• [Provided records]:

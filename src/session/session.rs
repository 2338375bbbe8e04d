use snafu::{OptionExt, ResultExt, Snafu};
use tracing::debug;

use crate::config::SeedEntry;
use crate::ext::PathSegmentsExt;
use crate::filesystem::{Listing, NodeId, Tree, TreeError};
use crate::navigation::{Location, Navigator, ResolveError};

/// One user's view of the namespace: the tree plus where the user stands.
#[derive(Debug, Clone, Default)]
pub struct Session {
    tree: Tree,
    location: Location,
}

impl Session {
    pub fn new() -> Self {
        Self::default()
    }

    pub fn tree(&self) -> &Tree {
        &self.tree
    }

    #[cfg(test)]
    pub fn location(&self) -> &Location {
        &self.location
    }

    pub fn working_directory(&self) -> String {
        self.location.render(&self.tree)
    }

    /// Creates a directory in the current location. `name` is a single segment, not a path.
    pub fn create_directory(&mut self, name: &str) -> Result<(), SessionError> {
        self.tree
            .create_child_directory(self.location.current(), name)
            .context(CreateSnafu { path: name })?;
        debug!("Created directory '{}' in {}", name, self.working_directory());
        Ok(())
    }

    pub fn create_file(&mut self, path: &str) -> Result<(), SessionError> {
        let (dir, leaf) = self.resolve_leaf(path)?;
        self.tree
            .create_child_file(dir, leaf)
            .context(CreateSnafu { path })?;
        debug!("Created file '{}'", path);
        Ok(())
    }

    /// Replaces the content of an existing file. Never creates the file.
    pub fn write_file(&mut self, path: &str, content: impl Into<String>) -> Result<(), SessionError> {
        let (dir, leaf) = self.resolve_leaf(path)?;
        let file = self
            .tree
            .get_file_mut(dir, leaf)
            .context(FileNotFoundSnafu { path })?;
        *file = content.into();
        debug!("Wrote {} bytes to '{}'", file.len(), path);
        Ok(())
    }

    pub fn read_file(&self, path: &str) -> Result<&str, SessionError> {
        let (dir, leaf) = self.resolve_leaf(path)?;
        self.tree
            .get_file(dir, leaf)
            .context(FileNotFoundSnafu { path })
    }

    /// Lists the directory at `path`; an empty path lists the current one.
    pub fn list_directory(&self, path: &str) -> Result<Listing, SessionError> {
        let target = self.resolve_directory(path)?;
        Ok(self.tree.list_contents(target.current()))
    }

    pub fn change_directory(&mut self, path: &str) -> Result<(), SessionError> {
        let target = self.resolve_directory(path)?;
        if target != self.location {
            self.location = target;
            debug!("Changed directory to {}", self.working_directory());
        }
        debug_assert_eq!(
            self.location.breadcrumbs(),
            self.tree.ancestry(self.location.current())
        );
        Ok(())
    }

    /// Populates the tree below the root. The location is left untouched.
    pub fn seed(&mut self, entries: &[SeedEntry]) -> Result<(), SessionError> {
        let root = self.tree.root();
        self.seed_into(root, "", entries)
    }

    fn seed_into(
        &mut self,
        dir: NodeId,
        prefix: &str,
        entries: &[SeedEntry],
    ) -> Result<(), SessionError> {
        for entry in entries {
            let path = format!("{prefix}/{}", entry.name());
            match entry {
                SeedEntry::Directory { name, children } => {
                    let child = self
                        .tree
                        .create_child_directory(dir, name)
                        .context(CreateSnafu { path: &path })?;
                    self.seed_into(child, &path, children)?;
                }
                SeedEntry::File { name, content } => {
                    let file = self
                        .tree
                        .create_child_file(dir, name)
                        .context(CreateSnafu { path: &path })?;
                    if let Some(slot) = self.tree.get_file_mut(dir, name) {
                        *slot = content.clone();
                    }
                    debug!("Seeded file '{}' as {}", path, file);
                }
            }
        }
        Ok(())
    }

    fn resolve_directory(&self, path: &str) -> Result<Location, SessionError> {
        Navigator::new(&self.tree)
            .resolve(path, &self.location)
            .context(DirectoryNotFoundSnafu { path })
    }

    /// Resolves every segment but the last as a directory and returns the
    /// containing directory together with the leaf name.
    fn resolve_leaf<'p>(&self, path: &'p str) -> Result<(NodeId, &'p str), SessionError> {
        let (prefix, leaf) = path.split_leaf();
        let dir = self.resolve_directory(prefix)?;
        Ok((dir.current(), leaf))
    }
}

#[derive(Debug, Snafu, PartialEq, Eq)]
pub enum SessionError {
    #[snafu(display("Directory not found: {}", path))]
    DirectoryNotFoundError { path: String, source: ResolveError },
    #[snafu(display("File not found: {}", path))]
    FileNotFoundError { path: String },
    #[snafu(display("Cannot create {}: {}", path, source))]
    CreateError { path: String, source: TreeError },
}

• [Aim of the task]:
Copy out the entries. Leave every line exactly as it is.

• [Response for this exercise]:
filename src/session/session.rs
repository 2338375bbbe8e04d
use snafu::{OptionExt, ResultExt, Snafu};
use tracing::debug;

use crate::config::SeedEntry;
use crate::ext::PathSegmentsExt;
use crate::filesystem::{Listing, NodeId, Tree, TreeError};
use crate::navigation::{Location, Navigator, ResolveError};

/// One user's view of the namespace: the tree plus where the user stands.
#[derive(Debug, Clone, Default)]
pub struct Session {
    tree: Tree,
    location: Location,
}

impl Session {
    pub fn new() -> Self {
        Self::default()
    }

    pub fn tree(&self) -> &Tree {
        &self.tree
    }

    #[cfg(test)]
    pub fn location(&self) -> &Location {
        &self.location
    }

    pub fn working_directory(&self) -> String {
        self.location.render(&self.tree)
    }

    /// Creates a directory in the current location. `name` is a single segment, not a path.
    pub fn create_directory(&mut self, name: &str) -> Result<(), SessionError> {
        self.tree
            .create_child_directory(self.location.current(), name)
            .context(CreateSnafu { path: name })?;
        debug!("Created directory '{}' in {}", name, self.working_directory());
        Ok(())
    }

    pub fn create_file(&mut self, path: &str) -> Result<(), SessionError> {
        let (dir, leaf) = self.resolve_leaf(path)?;
        self.tree
            .create_child_file(dir, leaf)
            .context(CreateSnafu { path })?;
        debug!("Created file '{}'", path);
        Ok(())
    }

    /// Replaces the content of an existing file. Never creates the file.
    pub fn write_file(&mut self, path: &str, content: impl Into<String>) -> Result<(), SessionError> {
        let (dir, leaf) = self.resolve_leaf(path)?;
        let file = self
            .tree
            .get_file_mut(dir, leaf)
            .context(FileNotFoundSnafu { path })?;
        *file = content.into();
        debug!("Wrote {} bytes to '{}'", file.len(), path);
        Ok(())
    }

    pub fn read_file(&self, path: &str) -> Result<&str, SessionError> {
        let (dir, leaf) = self.resolve_leaf(path)?;
        self.tree
            .get_file(dir, leaf)
            .context(FileNotFoundSnafu { path })
    }

    /// Lists the directory at `path`; an empty path lists the current one.
    pub fn list_directory(&self, path: &str) -> Result<Listing, SessionError> {
        let target = self.resolve_directory(path)?;
        Ok(self.tree.list_contents(target.current()))
    }

    pub fn change_directory(&mut self, path: &str) -> Result<(), SessionError> {
        let target = self.resolve_directory(path)?;
        if target != self.location {
            self.location = target;
            debug!("Changed directory to {}", self.working_directory());
        }
        debug_assert_eq!(
            self.location.breadcrumbs(),
            self.tree.ancestry(self.location.current())
        );
        Ok(())
    }

    /// Populates the tree below the root. The location is left untouched.
    pub fn seed(&mut self, entries: &[SeedEntry]) -> Result<(), SessionError> {
        let root = self.tree.root();
        self.seed_into(root, "", entries)
    }

    fn seed_into(
        &mut self,
        dir: NodeId,
        prefix: &str,
        entries: &[SeedEntry],
    ) -> Result<(), SessionError> {
        for entry in entries {
            let path = format!("{prefix}/{}", entry.name());
            match entry {
                SeedEntry::Directory { name, children } => {
                    let child = self
                        .tree
                        .create_child_directory(dir, name)
                        .context(CreateSnafu { path: &path })?;
                    self.seed_into(child, &path, children)?;
                }
                SeedEntry::File { name, content } => {
                    let file = self
                        .tree
                        .create_child_file(dir, name)
                        .context(CreateSnafu { path: &path })?;
                    if let Some(slot) = self.tree.get_file_mut(dir, name) {
                        *slot = content.clone();
                    }
                    debug!("Seeded file '{}' as {}", path, file);
                }
            }
        }
        Ok(())
    }

    fn resolve_directory(&self, path: &str) -> Result<Location, SessionError> {
        Navigator::new(&self.tree)
            .resolve(path, &self.location)
            .context(DirectoryNotFoundSnafu { path })
    }

    /// Resolves every segment but the last as a directory and returns the
    /// containing directory together with the leaf name.
    fn resolve_leaf<'p>(&self, path: &'p str) -> Result<(NodeId, &'p str), SessionError> {
        let (prefix, leaf) = path.split_leaf();
        let dir = self.resolve_directory(prefix)?;
        Ok((dir.current(), leaf))
    }
}

#[derive(Debug, Snafu, PartialEq, Eq)]
pub enum SessionError {
    #[snafu(display("Directory not found: {}", path))]
    DirectoryNotFoundError { path: String, source: ResolveError },
    #[snafu(display("File not found: {}", path))]
    FileNotFoundError { path: String },
    #[snafu(display("Cannot create {}: {}", path, source))]
    CreateError { path: String, source: TreeError },
}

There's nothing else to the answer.